===== Input material =====

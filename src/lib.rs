//! # Shopify GraphQL Admin API Client
//!
//! A Rust client for the Shopify GraphQL Admin API, built around bulk query
//! execution with nested-result reassembly and cursor pagination.
//!
//! ## Overview
//!
//! This crate provides:
//! - Type-safe configuration via [`ClientConfig`] and validated newtypes
//! - A GraphQL client with typed decoding of the `data` payload
//! - Bulk query execution: job submission, polling with backoff, deadline,
//!   and cancellation, and streaming reassembly of flattened JSONL results
//!   via [`bulk::BulkOperation`] and [`bulk::NestedSchema`]
//! - Cursor pagination via [`pagination::ListOptions`] and
//!   [`pagination::Page`]
//! - Typed services for orders, collections, fulfillments, and locations
//!
//! ## Quick Start
//!
//! ```rust
//! use shopify_graphql::{AccessToken, Client, ClientConfig, ShopDomain};
//!
//! let config = ClientConfig::builder()
//!     .shop(ShopDomain::new("my-store").unwrap())
//!     .access_token(AccessToken::new("shpat_example").unwrap())
//!     .build()
//!     .unwrap();
//!
//! let client = Client::new(&config);
//! ```
//!
//! ## Bulk Queries
//!
//! Large listings run as remote bulk jobs instead of paging through the
//! synchronous API. The result file flattens nested connections; a
//! [`bulk::NestedSchema`] declares how child records fold back into their
//! parents:
//!
//! ```rust,ignore
//! use shopify_graphql::bulk::NestedSchema;
//!
//! let schema = NestedSchema::new().child("LineItem", "lineItems");
//! let orders: Vec<Order> = client
//!     .bulk()
//!     .query(
//!         "{ orders { edges { node { id name lineItems { edges { node { id sku } } } } } } }",
//!         &schema,
//!     )
//!     .await?;
//! ```
//!
//! The resource services wrap the common cases, e.g.
//! `client.orders().list_all().await`.
//!
//! ## Cursor Pagination
//!
//! When a bounded page is enough, list with cursors instead:
//!
//! ```rust,ignore
//! use shopify_graphql::pagination::ListOptions;
//!
//! let mut options = ListOptions {
//!     first: Some(100),
//!     ..ListOptions::default()
//! };
//! loop {
//!     let page = client.orders().list_after_cursor(&options).await?;
//!     process(page.items);
//!     if !page.has_next_page {
//!         break;
//!     }
//!     options.after = page.last_cursor;
//! }
//! ```

pub mod bulk;
mod client;
pub mod clients;
pub mod config;
mod error;
pub mod pagination;
pub mod resources;

pub use client::Client;
pub use config::{AccessToken, ApiVersion, ClientConfig, ClientConfigBuilder, HostUrl, ShopDomain};
pub use error::ConfigError;
//! Typed resource services over the GraphQL client.
//!
//! Each service owns the query text and payload shapes for one resource
//! family and exposes typed operations. Large listings go through the bulk
//! engine; single fetches and bounded pages go through synchronous queries.

mod collection;
mod errors;
mod fulfillment;
mod location;
mod order;
mod types;

pub use collection::CollectionService;
pub use errors::ResourceError;
pub use fulfillment::FulfillmentService;
pub use location::LocationService;
pub use order::OrderService;
pub use types::{
    Collection, CollectionInput, Customer, FulfillmentInput, FulfillmentOrder,
    FulfillmentOrderLineItem, FulfillmentOrderLineItemInput, FulfillmentOrderLineItemsInput,
    LineItem, LineItemRef, Location, MailingAddress, Money, MoneyBag, Order, OrderInput,
    ProductRef, SelectedOption, ShippingLine, TaxLine, TrackingInfoInput, Transaction,
    VariantRef,
};

use serde::Deserialize;

use crate::clients::graphql::UserError;

/// The common payload shape of mutations that return only `userErrors`.
#[derive(Deserialize)]
pub(crate) struct MutationPayload {
    #[serde(rename = "userErrors", default)]
    pub(crate) user_errors: Vec<UserError>,
}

=====

→ **Assignment**
Give back the entries above precisely as they appear.

→ **Answer space**
filename src/lib.rs
//! # Shopify GraphQL Admin API Client
//!
//! A Rust client for the Shopify GraphQL Admin API, built around bulk query
//! execution with nested-result reassembly and cursor pagination.
//!
//! ## Overview
//!
//! This crate provides:
//! - Type-safe configuration via [`ClientConfig`] and validated newtypes
//! - A GraphQL client with typed decoding of the `data` payload
//! - Bulk query execution: job submission, polling with backoff, deadline,
//!   and cancellation, and streaming reassembly of flattened JSONL results
//!   via [`bulk::BulkOperation`] and [`bulk::NestedSchema`]
//! - Cursor pagination via [`pagination::ListOptions`] and
//!   [`pagination::Page`]
//! - Typed services for orders, collections, fulfillments, and locations
//!
//! ## Quick Start
//!
//! ```rust
//! use shopify_graphql::{AccessToken, Client, ClientConfig, ShopDomain};
//!
//! let config = ClientConfig::builder()
//!     .shop(ShopDomain::new("my-store").unwrap())
//!     .access_token(AccessToken::new("shpat_example").unwrap())
//!     .build()
//!     .unwrap();
//!
//! let client = Client::new(&config);
//! ```
//!
//! ## Bulk Queries
//!
//! Large listings run as remote bulk jobs instead of paging through the
//! synchronous API. The result file flattens nested connections; a
//! [`bulk::NestedSchema`] declares how child records fold back into their
//! parents:
//!
//! ```rust,ignore
//! use shopify_graphql::bulk::NestedSchema;
//!
//! let schema = NestedSchema::new().child("LineItem", "lineItems");
//! let orders: Vec<Order> = client
//!     .bulk()
//!     .query(
//!         "{ orders { edges { node { id name lineItems { edges { node { id sku } } } } } } }",
//!         &schema,
//!     )
//!     .await?;
//! ```
//!
//! The resource services wrap the common cases, e.g.
//! `client.orders().list_all().await`.
//!
//! ## Cursor Pagination
//!
//! When a bounded page is enough, list with cursors instead:
//!
//! ```rust,ignore
//! use shopify_graphql::pagination::ListOptions;
//!
//! let mut options = ListOptions {
//!     first: Some(100),
//!     ..ListOptions::default()
//! };
//! loop {
//!     let page = client.orders().list_after_cursor(&options).await?;
//!     process(page.items);
//!     if !page.has_next_page {
//!         break;
//!     }
//!     options.after = page.last_cursor;
//! }
//! ```

pub mod bulk;
mod client;
pub mod clients;
pub mod config;
mod error;
pub mod pagination;
pub mod resources;

pub use client::Client;
pub use config::{AccessToken, ApiVersion, ClientConfig, ClientConfigBuilder, HostUrl, ShopDomain};
pub use error::ConfigError;
//! Typed resource services over the GraphQL client.
//!
//! Each service owns the query text and payload shapes for one resource
//! family and exposes typed operations. Large listings go through the bulk
//! engine; single fetches and bounded pages go through synchronous queries.

mod collection;
mod errors;
mod fulfillment;
mod location;
mod order;
mod types;

pub use collection::CollectionService;
pub use errors::ResourceError;
pub use fulfillment::FulfillmentService;
pub use location::LocationService;
pub use order::OrderService;
pub use types::{
    Collection, CollectionInput, Customer, FulfillmentInput, FulfillmentOrder,
    FulfillmentOrderLineItem, FulfillmentOrderLineItemInput, FulfillmentOrderLineItemsInput,
    LineItem, LineItemRef, Location, MailingAddress, Money, MoneyBag, Order, OrderInput,
    ProductRef, SelectedOption, ShippingLine, TaxLine, TrackingInfoInput, Transaction,
    VariantRef,
};

use serde::Deserialize;

use crate::clients::graphql::UserError;

/// The common payload shape of mutations that return only `userErrors`.
#[derive(Deserialize)]
pub(crate) struct MutationPayload {
    #[serde(rename = "userErrors", default)]
    pub(crate) user_errors: Vec<UserError>,
}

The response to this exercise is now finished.